> **DATA SUPPLIED**
____

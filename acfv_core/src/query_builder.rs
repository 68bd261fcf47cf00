use serde::Deserialize;
use serde::Serialize;

use crate::CardData;
use crate::FieldMeta;
use crate::site::FieldSchema;
use crate::site::PostQuery;

/// A post query, in the argument shape of the host's query engine.
#[derive(Debug, Clone, PartialEq, Eq, Deserialize, Serialize)]
pub struct QuerySpec {
	/// Always `ids`.
	pub fields: String,
	pub post_type: Vec<String>,
	pub post_status: Vec<String>,
	/// `-1` is unlimited.
	pub posts_per_page: i64,
	pub order: String,
	pub orderby: String,
	pub ignore_sticky_posts: bool,
	#[serde(rename = "post__in", default, skip_serializing_if = "Vec::is_empty")]
	pub post_in: Vec<u64>,
	#[serde(rename = "post__not_in", default, skip_serializing_if = "Vec::is_empty")]
	pub post_not_in: Vec<u64>,
	/// Storage name of the field used for `meta_value` ordering.
	#[serde(default, skip_serializing_if = "Option::is_none")]
	pub meta_key: Option<String>,
	#[serde(default, skip_serializing_if = "Option::is_none")]
	pub paged: Option<u64>,
}

/// Raw output of a query.
#[derive(Debug, Clone, Default, PartialEq, Eq)]
pub struct QueryResult {
	/// Matches across all pages.
	pub found_posts: u64,
	/// Ids of the requested page.
	pub ids: Vec<u64>,
}

/// Ids of one page of card results.
#[derive(Debug, Clone, Default, PartialEq, Eq)]
pub struct PostsData {
	/// `0` when the page size is unbounded.
	pub pages_amount: u64,
	pub post_ids: Vec<u64>,
}

/// Turns card filters into query specifications and runs them.
#[derive(Debug, Clone, Copy, Default)]
pub struct QueryBuilder;

impl QueryBuilder {
	pub fn query_spec<S: FieldSchema + ?Sized>(
		&self,
		card: &CardData,
		page_number: u64,
		schema: &S,
	) -> QuerySpec {
		let (posts_per_page, paged) = if card.is_with_pagination {
			(card.pagination_per_page, Some(page_number.max(1)))
		} else {
			(card.limit, None)
		};

		let meta_key = if card.is_order_by_meta() {
			let meta = FieldMeta::resolve(card.order_by_meta_acf_field_id(), schema);
			if meta.exists() {
				Some(meta.name().to_string())
			} else {
				tracing::debug!(
					card = card.id,
					field = card.order_by_meta_acf_field_id(),
					"meta order field no longer exists"
				);
				None
			}
		} else {
			None
		};

		QuerySpec {
			fields: "ids".to_string(),
			post_type: card.post_types.clone(),
			post_status: card.post_statuses.clone(),
			posts_per_page,
			order: card.order.clone(),
			orderby: card.order_by.clone(),
			ignore_sticky_posts: card.is_ignore_sticky_posts,
			post_in: card.post_in.clone(),
			post_not_in: card.post_not_in.clone(),
			meta_key,
			paged,
		}
	}

	pub fn execute<Q: PostQuery + ?Sized>(&self, spec: &QuerySpec, query: &Q) -> PostsData {
		let result = query.run(spec);
		let pages_amount = pages_amount(result.found_posts, spec.posts_per_page);

		tracing::debug!(
			found = result.found_posts,
			page_size = spec.posts_per_page,
			pages = pages_amount,
			"executed card query"
		);

		PostsData {
			pages_amount,
			post_ids: result.ids,
		}
	}

	pub fn posts_data<S: FieldSchema + PostQuery + ?Sized>(
		&self,
		card: &CardData,
		page_number: u64,
		site: &S,
	) -> PostsData {
		let spec = self.query_spec(card, page_number, site);
		self.execute(&spec, site)
	}
}

/// `ceil(found / per_page)`, or `0` when the page size is not positive.
pub fn pages_amount(found_posts: u64, posts_per_page: i64) -> u64 {
	match u64::try_from(posts_per_page) {
		Ok(per_page) if per_page > 0 => found_posts.div_ceil(per_page),
		_ => 0,
	}
}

____

> **TASK INSTRUCTIONS**
Output the full listing again with nothing altered.

> **EXERCISE RESULT**
filename acfv_core/src/query_builder.rs
repository 68bd261fcf47cf00
use serde::Deserialize;
use serde::Serialize;

use crate::CardData;
use crate::FieldMeta;
use crate::site::FieldSchema;
use crate::site::PostQuery;

/// A post query, in the argument shape of the host's query engine.
#[derive(Debug, Clone, PartialEq, Eq, Deserialize, Serialize)]
pub struct QuerySpec {
	/// Always `ids`.
	pub fields: String,
	pub post_type: Vec<String>,
	pub post_status: Vec<String>,
	/// `-1` is unlimited.
	pub posts_per_page: i64,
	pub order: String,
	pub orderby: String,
	pub ignore_sticky_posts: bool,
	#[serde(rename = "post__in", default, skip_serializing_if = "Vec::is_empty")]
	pub post_in: Vec<u64>,
	#[serde(rename = "post__not_in", default, skip_serializing_if = "Vec::is_empty")]
	pub post_not_in: Vec<u64>,
	/// Storage name of the field used for `meta_value` ordering.
	#[serde(default, skip_serializing_if = "Option::is_none")]
	pub meta_key: Option<String>,
	#[serde(default, skip_serializing_if = "Option::is_none")]
	pub paged: Option<u64>,
}

/// Raw output of a query.
#[derive(Debug, Clone, Default, PartialEq, Eq)]
pub struct QueryResult {
	/// Matches across all pages.
	pub found_posts: u64,
	/// Ids of the requested page.
	pub ids: Vec<u64>,
}

/// Ids of one page of card results.
#[derive(Debug, Clone, Default, PartialEq, Eq)]
pub struct PostsData {
	/// `0` when the page size is unbounded.
	pub pages_amount: u64,
	pub post_ids: Vec<u64>,
}

/// Turns card filters into query specifications and runs them.
#[derive(Debug, Clone, Copy, Default)]
pub struct QueryBuilder;

impl QueryBuilder {
	pub fn query_spec<S: FieldSchema + ?Sized>(
		&self,
		card: &CardData,
		page_number: u64,
		schema: &S,
	) -> QuerySpec {
		let (posts_per_page, paged) = if card.is_with_pagination {
			(card.pagination_per_page, Some(page_number.max(1)))
		} else {
			(card.limit, None)
		};

		let meta_key = if card.is_order_by_meta() {
			let meta = FieldMeta::resolve(card.order_by_meta_acf_field_id(), schema);
			if meta.exists() {
				Some(meta.name().to_string())
			} else {
				tracing::debug!(
					card = card.id,
					field = card.order_by_meta_acf_field_id(),
					"meta order field no longer exists"
				);
				None
			}
		} else {
			None
		};

		QuerySpec {
			fields: "ids".to_string(),
			post_type: card.post_types.clone(),
			post_status: card.post_statuses.clone(),
			posts_per_page,
			order: card.order.clone(),
			orderby: card.order_by.clone(),
			ignore_sticky_posts: card.is_ignore_sticky_posts,
			post_in: card.post_in.clone(),
			post_not_in: card.post_not_in.clone(),
			meta_key,
			paged,
		}
	}

	pub fn execute<Q: PostQuery + ?Sized>(&self, spec: &QuerySpec, query: &Q) -> PostsData {
		let result = query.run(spec);
		let pages_amount = pages_amount(result.found_posts, spec.posts_per_page);

		tracing::debug!(
			found = result.found_posts,
			page_size = spec.posts_per_page,
			pages = pages_amount,
			"executed card query"
		);

		PostsData {
			pages_amount,
			post_ids: result.ids,
		}
	}

	pub fn posts_data<S: FieldSchema + PostQuery + ?Sized>(
		&self,
		card: &CardData,
		page_number: u64,
		site: &S,
	) -> PostsData {
		let spec = self.query_spec(card, page_number, site);
		self.execute(&spec, site)
	}
}

/// `ceil(found / per_page)`, or `0` when the page size is not positive.
pub fn pages_amount(found_posts: u64, posts_per_page: i64) -> u64 {
	match u64::try_from(posts_per_page) {
		Ok(per_page) if per_page > 0 => found_posts.div_ceil(per_page),
		_ => 0,
	}
}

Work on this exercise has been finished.